7 poèmes

Poèmes sur le brouillard

Sept poèmes originaux sur le brouillard, la visibilité réduite, les sons, les trajets, les métiers et les paysages transformés.

Le brouillard modifie la visibilité sans faire disparaître les routes, les bâtiments ou les risques. Son esthétique ne doit pas encourager une conduite ou une exploration imprudente.

Ces textes observent plusieurs scènes sans fournir de consigne météorologique. Ils accordent une place à la prudence et au travail effectué dans des conditions réduites.

01
prudent·lecture

La route raccourcie par le brouillard

Le brouillard réduit
la route à quelques mètres visibles.

Je ralentis,
refuse de deviner la courbe.
Le paysage mystérieux
reste une condition qui demande davantage de prudence.
02
attentif·lecture

Le bus entendu avant d’être vu

Dans le brouillard,
j’entends le bus avant ses phares.

Le son arrive,
la forme suit plus tard.
La rue habituelle
change l’ordre dans lequel mes sens la reconnaissent.
03
respectueux·hommage

Le port aux contours effacés

Les grues du port
perdent leur sommet dans le brouillard.

Des travailleurs suivent
les procédures adaptées.
La beauté grise
ne réduit ni leurs responsabilités ni les risques du métier.
04
curieux·classe

L’école derrière un voile blanc

L’enfant voit l’école
apparaître seulement au dernier carrefour.

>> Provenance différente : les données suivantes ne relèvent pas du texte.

#[cfg(test)]
mod tests {
    use super::*;
    use crate::model::{BoxKind, CUSTOM_BOX_TYPE};

    fn item(id: &str, dims: (f64, f64, f64), weight: f64) -> Item {
        Item::new(id, dims.into(), weight).unwrap()
    }

    fn rigid(dims: (f64, f64, f64), max_weight: f64, tare: f64) -> BoxDefinition {
        BoxDefinition::new(None, dims, max_weight, tare, BoxKind::Rigid).unwrap()
    }

    fn scenario_inventory() -> BoxInventory {
        BoxInventory::from_entries([
            ("box_small", rigid((8.0, 6.0, 4.0), 320.0, 0.0)),
            ("box_medium", rigid((12.0, 10.0, 8.0), 480.0, 0.0)),
        ])
        .unwrap()
    }

    #[test]
    fn heavy_pair_opens_two_small_boxes() {
        let items = vec![
            item("A", (8.0, 6.0, 4.0), 300.0),
            item("B", (6.0, 5.0, 3.0), 100.0),
        ];

        let result = pack_items(items, &scenario_inventory());

        assert_eq!(result.package_count(), 2);
        for package in &result.packages {
            assert_eq!(package.box_type, "box_small");
            assert_eq!(package.item_count(), 1);
        }
        assert_eq!(result.packages[0].items[0].id, "A");
        assert_eq!(result.packages[1].items[0].id, "B");
    }

    #[test]
    fn light_items_share_an_open_box() {
        let inventory = BoxInventory::from_entries([(
            "box_medium",
            rigid((12.0, 10.0, 8.0), 480.0, 0.0),
        )])
        .unwrap();
        let items = vec![
            item("A", (8.0, 6.0, 4.0), 100.0),
            item("B", (6.0, 5.0, 3.0), 100.0),
        ];

        let result = pack_items(items, &inventory);
        assert_eq!(result.package_count(), 1);
        assert_eq!(result.packages[0].item_count(), 2);
        assert_eq!(result.packages[0].contents_weight_oz, 200.0);
    }

    #[test]
    fn volume_budget_rejects_second_item() {
        // 2 × 200 in³ exceeds 0.8 × 480 in³ = 384 in³.
        let inventory =
            BoxInventory::from_entries([("cube", rigid((8.0, 6.0, 10.0), 1000.0, 0.0))]).unwrap();
        let items = vec![
            item("A", (5.0, 5.0, 8.0), 10.0),
            item("B", (5.0, 5.0, 8.0), 10.0),
        ];

        let result = pack_items(items, &inventory);
        assert_eq!(result.package_count(), 2);
    }

    #[test]
    fn height_budget_retries_with_shortest_edge() {
        let mut config = PackingConfig::default();
        config.packing_efficiency = 1.0;
        let definition = rigid((10.0, 10.0, 6.0), 1000.0, 0.0);
        let first = PackedBox::open("tray", definition, item("base", (10.0, 10.0, 2.0), 10.0));

        // Height 5 overflows 2 + 5 > 6, but laid flat (shortest edge 1) it fits.
        let tall = item("tall", (4.0, 1.0, 5.0), 10.0);
        assert!(can_add(&tall, &first, &config));

        let flat_too_high = first.clone().with_item(item("slab", (10.0, 10.0, 3.0), 10.0));
        // Stack is now 5; shortest edge 2 would reach 7 > 6.
        let block = item("block", (4.0, 2.0, 3.0), 10.0);
        assert!(!can_add(&block, &flat_too_high, &config));
    }

    #[test]
    fn weight_gate_ignores_tare() {
        let config = PackingConfig::default();
        let definition = rigid((12.0, 12.0, 12.0), 100.0, 50.0);
        let packed = PackedBox::open("heavy_tare", definition, item("a", (2.0, 2.0, 2.0), 60.0));
        assert!(can_add(&item("b", (2.0, 2.0, 2.0), 40.0), &packed, &config));
        assert!(!can_add(&item("c", (2.0, 2.0, 2.0), 40.5), &packed, &config));
    }

    #[test]
    fn opens_smallest_box_that_fits_and_carries_item() {
        let inventory = BoxInventory::from_entries([
            ("tiny", rigid((4.0, 4.0, 4.0), 1000.0, 0.0)),
            ("weak_medium", rigid((10.0, 10.0, 10.0), 50.0, 0.0)),
            ("strong_large", rigid((20.0, 20.0, 20.0), 1000.0, 0.0)),
        ])
        .unwrap();

        let result = pack_items(vec![item("a", (9.0, 9.0, 9.0), 60.0)], &inventory);
        assert_eq!(result.packages[0].box_type, "strong_large");
    }

    #[test]
    fn oversized_items_get_one_custom_package_each() {
        let inventory = scenario_inventory();
        let items = vec![
            item("pole-1", (100.0, 3.0, 3.0), 200.0),
            item("pole-2", (100.0, 3.0, 3.0), 200.0),
            item("mug", (6.0, 5.0, 3.0), 100.0),
        ];

        let result = pack_items(items, &inventory);

        assert_eq!(result.oversized_count(), 2);
        assert_eq!(result.package_count(), 3);
        for package in result.packages.iter().filter(|p| p.is_oversized) {
            assert_eq!(package.box_type, CUSTOM_BOX_TYPE);
            assert_eq!(package.item_count(), 1);
            assert_eq!(package.dims, Dims::new(102.0, 5.0, 5.0));
            assert_eq!(package.weight_oz, 208.0);
        }
    }

    #[test]
    fn too_heavy_for_every_box_becomes_oversized() {
        let result = pack_items(
            vec![item("anvil", (4.0, 4.0, 4.0), 2000.0)],
            &scenario_inventory(),
        );
        assert_eq!(result.oversized_count(), 1);
        assert_eq!(result.packages[0].dims, Dims::new(6.0, 6.0, 6.0));
    }

    #[test]
    fn finalize_adds_tare_and_rounds_up() {
        let packed = PackedBox::open(
            "box_small",
            rigid((8.0, 6.0, 4.0), 320.0, 2.5),
            item("a", (2.0, 2.0, 2.0), 10.2),
        );
        let package = finalize(packed);
        assert_eq!(package.weight_oz, 13.0);
        assert_eq!(package.contents_weight_oz, 10.2);
        assert_eq!(package.dims, Dims::new(8.0, 6.0, 4.0));
    }

    #[test]
    fn weight_is_conserved_and_capacity_respected() {
        let inventory = BoxInventory::from_entries([
            ("s", rigid((6.0, 6.0, 6.0), 64.0, 1.0)),
            ("m", rigid((10.0, 8.0, 6.0), 160.0, 2.0)),
            ("l", rigid((16.0, 12.0, 10.0), 480.0, 4.0)),
        ])
        .unwrap();
        let mut items = Vec::new();
        for n in 0..30 {
            let edge = 1.0 + (n % 7) as f64;
            items.push(item(
                &format!("i{n}"),
                (edge, 2.0 + (n % 3) as f64, 1.0 + (n % 4) as f64),
                5.0 + (n * 7 % 40) as f64,
            ));
        }
        items.push(item("huge", (40.0, 2.0, 2.0), 30.0));
        let input_weight: f64 = items.iter().map(|i| i.weight).sum();

        let result = pack_items(items, &inventory);

        let packed_weight: f64 = result
            .packages
            .iter()
            .flat_map(|p| p.items.iter())
            .map(|i| i.weight)
            .sum();
        assert!((packed_weight - input_weight).abs() < 1e-9);
        assert_eq!(result.item_count(), 31);
        for package in &result.packages {
            assert!(package.contents_weight_oz <= package.max_weight + 1e-9);
        }
    }

    #[test]
    fn packing_is_independent_of_input_order() {
        let inventory = BoxInventory::from_entries([
            ("s", rigid((6.0, 6.0, 6.0), 64.0, 1.0)),
            ("m", rigid((10.0, 8.0, 6.0), 160.0, 2.0)),
        ])
        .unwrap();
        let items: Vec<Item> = (1..=8)
            .map(|n| {
                let n = n as f64;
                item(&format!("i{n}"), (n, 1.0 + n / 10.0, 2.0), 4.0 * n)
            })
            .collect();
        let mut reversed = items.clone();
        reversed.reverse();

        let summary = |result: PackingResult| {
            let mut boxes: Vec<(String, u64)> = result
                .packages
                .into_iter()
                .map(|p| (p.box_type, p.weight_oz as u64))
                .collect();
            boxes.sort();
            boxes
        };

        assert_eq!(
            summary(pack_items(items, &inventory)),
            summary(pack_items(reversed, &inventory))
        );
    }

    #[test]
    fn equal_volume_items_keep_expansion_order() {
        let inventory =
            BoxInventory::from_entries([("m", rigid((12.0, 10.0, 8.0), 1000.0, 0.0))]).unwrap();
        let items = vec![
            item("first", (2.0, 3.0, 4.0), 1.0),
            item("second", (4.0, 3.0, 2.0), 1.0),
            item("third", (3.0, 4.0, 2.0), 1.0),
        ];
        let result = pack_items(items, &inventory);
        let ids: Vec<_> = result.packages[0].items.iter().map(|i| i.id.as_str()).collect();
        assert_eq!(ids, vec!["first", "second", "third"]);
    }

    #[test]
    fn progress_events_describe_the_run() {
        let mut events = Vec::new();
        let items = vec![
            item("A", (8.0, 6.0, 4.0), 300.0),
            item("B", (6.0, 5.0, 3.0), 100.0),
            item("pole", (100.0, 3.0, 3.0), 10.0),
        ];

        pack_items_with_progress(items, &scenario_inventory(), PackingConfig::default(), |e| {
            events.push(e.clone())
        });

        let opened = events
            .iter()
            .filter(|e| matches!(e, PackEvent::BoxOpened { .. }))
            .count();
        let oversized = events
            .iter()
            .filter(|e| matches!(e, PackEvent::OversizedCreated { .. }))
            .count();
        assert_eq!(opened, 2);
        assert_eq!(oversized, 1);
        assert!(matches!(
            events.last(),
            Some(PackEvent::Finished {
                packages: 3,
                oversized: 1
            })
        ));
    }

    #[test]
    fn empty_cart_yields_no_packages() {
        let result = pack_items(Vec::new(), &scenario_inventory());
        assert_eq!(result.package_count(), 0);
        assert_eq!(result.total_weight_oz(), 0.0);
    }
}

Le bâtiment n’a pas bougé,
la lumière a changé.
Le brouillard apprend
que ne pas voir n’est pas la même chose que ne pas exister.
05
contemplatif·lecture

Les étages disparus

Le bas des immeubles
reste visible depuis le trottoir.

Les étages supérieurs
semblent retirés du plan.
Le brouillard urbain
édite la ville sans déplacer une seule pierre.
06
réfléchi·lecture

Quand le brouillard se lève

Le brouillard se lève,
les collines reprennent leurs distances.

Rien n’a été créé,
seulement rendu visible.
Le retour du paysage
ne garantit pas que nous l’avions imaginé correctement.
07
mystérieux·lecture

Le brouillard garde l’autre rive

Le brouillard efface le pont
après sa troisième arche.
Les voitures ralentissent,
un cycliste allume sa lampe.
La rivière existe toujours
sous cette blancheur sans horizon.
Nous avançons prudemment par morceaux visibles,
acceptant aujourd’hui que le matin
ne révèle pas toute la route à la fois.